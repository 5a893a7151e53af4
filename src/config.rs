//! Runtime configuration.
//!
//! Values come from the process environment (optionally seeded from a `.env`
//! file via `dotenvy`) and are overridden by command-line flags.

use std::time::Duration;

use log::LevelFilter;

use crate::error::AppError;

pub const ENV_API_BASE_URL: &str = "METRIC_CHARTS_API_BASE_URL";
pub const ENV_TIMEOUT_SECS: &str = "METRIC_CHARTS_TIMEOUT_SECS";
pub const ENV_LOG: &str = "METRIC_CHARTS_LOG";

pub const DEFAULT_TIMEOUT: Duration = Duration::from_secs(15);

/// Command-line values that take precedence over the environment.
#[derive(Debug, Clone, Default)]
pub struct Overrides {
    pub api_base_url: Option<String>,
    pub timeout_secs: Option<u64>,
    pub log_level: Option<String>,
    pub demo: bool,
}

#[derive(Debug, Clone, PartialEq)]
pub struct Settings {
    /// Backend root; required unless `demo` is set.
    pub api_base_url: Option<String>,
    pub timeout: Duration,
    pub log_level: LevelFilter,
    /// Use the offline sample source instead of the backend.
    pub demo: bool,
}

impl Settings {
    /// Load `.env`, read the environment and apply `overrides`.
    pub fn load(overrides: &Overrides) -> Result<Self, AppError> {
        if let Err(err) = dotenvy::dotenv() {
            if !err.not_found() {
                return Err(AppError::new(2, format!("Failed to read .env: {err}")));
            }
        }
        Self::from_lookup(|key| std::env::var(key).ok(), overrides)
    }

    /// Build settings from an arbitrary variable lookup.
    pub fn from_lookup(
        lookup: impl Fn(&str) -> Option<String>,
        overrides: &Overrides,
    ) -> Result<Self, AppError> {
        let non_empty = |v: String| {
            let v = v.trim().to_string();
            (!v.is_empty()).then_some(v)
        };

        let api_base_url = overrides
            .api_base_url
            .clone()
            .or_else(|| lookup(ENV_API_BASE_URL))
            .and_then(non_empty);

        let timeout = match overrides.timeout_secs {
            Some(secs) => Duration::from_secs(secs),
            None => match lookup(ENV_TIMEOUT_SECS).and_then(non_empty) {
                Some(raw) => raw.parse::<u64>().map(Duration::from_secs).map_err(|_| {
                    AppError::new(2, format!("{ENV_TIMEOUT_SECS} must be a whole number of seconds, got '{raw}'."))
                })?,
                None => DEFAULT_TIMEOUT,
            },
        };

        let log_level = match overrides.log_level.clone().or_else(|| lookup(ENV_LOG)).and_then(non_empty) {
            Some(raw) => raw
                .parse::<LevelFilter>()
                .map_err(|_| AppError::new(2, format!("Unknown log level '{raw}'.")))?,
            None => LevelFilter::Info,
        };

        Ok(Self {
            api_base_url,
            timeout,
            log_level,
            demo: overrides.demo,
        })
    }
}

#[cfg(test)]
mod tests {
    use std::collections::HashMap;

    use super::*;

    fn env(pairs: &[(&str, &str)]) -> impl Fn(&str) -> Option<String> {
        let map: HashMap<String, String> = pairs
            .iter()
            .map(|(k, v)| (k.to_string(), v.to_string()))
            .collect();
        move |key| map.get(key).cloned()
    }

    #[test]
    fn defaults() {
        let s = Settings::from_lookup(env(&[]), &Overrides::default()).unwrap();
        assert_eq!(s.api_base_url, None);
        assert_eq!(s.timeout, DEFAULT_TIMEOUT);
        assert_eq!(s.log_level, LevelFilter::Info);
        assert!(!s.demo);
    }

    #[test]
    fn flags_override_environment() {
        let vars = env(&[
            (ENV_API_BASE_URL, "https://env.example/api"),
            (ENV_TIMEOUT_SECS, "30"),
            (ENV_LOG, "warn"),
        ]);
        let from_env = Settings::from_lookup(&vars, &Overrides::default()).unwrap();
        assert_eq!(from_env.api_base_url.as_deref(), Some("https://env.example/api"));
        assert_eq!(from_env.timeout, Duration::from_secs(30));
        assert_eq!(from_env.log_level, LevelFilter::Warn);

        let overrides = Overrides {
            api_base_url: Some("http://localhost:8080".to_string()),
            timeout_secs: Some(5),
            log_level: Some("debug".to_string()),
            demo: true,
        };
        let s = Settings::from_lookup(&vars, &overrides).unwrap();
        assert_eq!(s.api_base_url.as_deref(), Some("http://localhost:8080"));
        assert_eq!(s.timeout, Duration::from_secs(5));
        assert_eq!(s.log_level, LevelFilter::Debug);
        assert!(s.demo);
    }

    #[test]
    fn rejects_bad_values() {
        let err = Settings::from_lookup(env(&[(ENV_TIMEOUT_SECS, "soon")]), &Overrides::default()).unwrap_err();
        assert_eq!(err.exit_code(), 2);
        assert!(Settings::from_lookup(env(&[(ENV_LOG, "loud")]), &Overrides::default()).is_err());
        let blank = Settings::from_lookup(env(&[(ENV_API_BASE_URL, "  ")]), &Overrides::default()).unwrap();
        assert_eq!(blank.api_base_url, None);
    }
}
======
TASK STATEMENT:
Within the records above, each line containing "read" is to be returned.

EXERCISE ANSWER:
    /// Load `.env`, read the environment and apply `overrides`.
                return Err(AppError::new(2, format!("Failed to read .env: {err}")));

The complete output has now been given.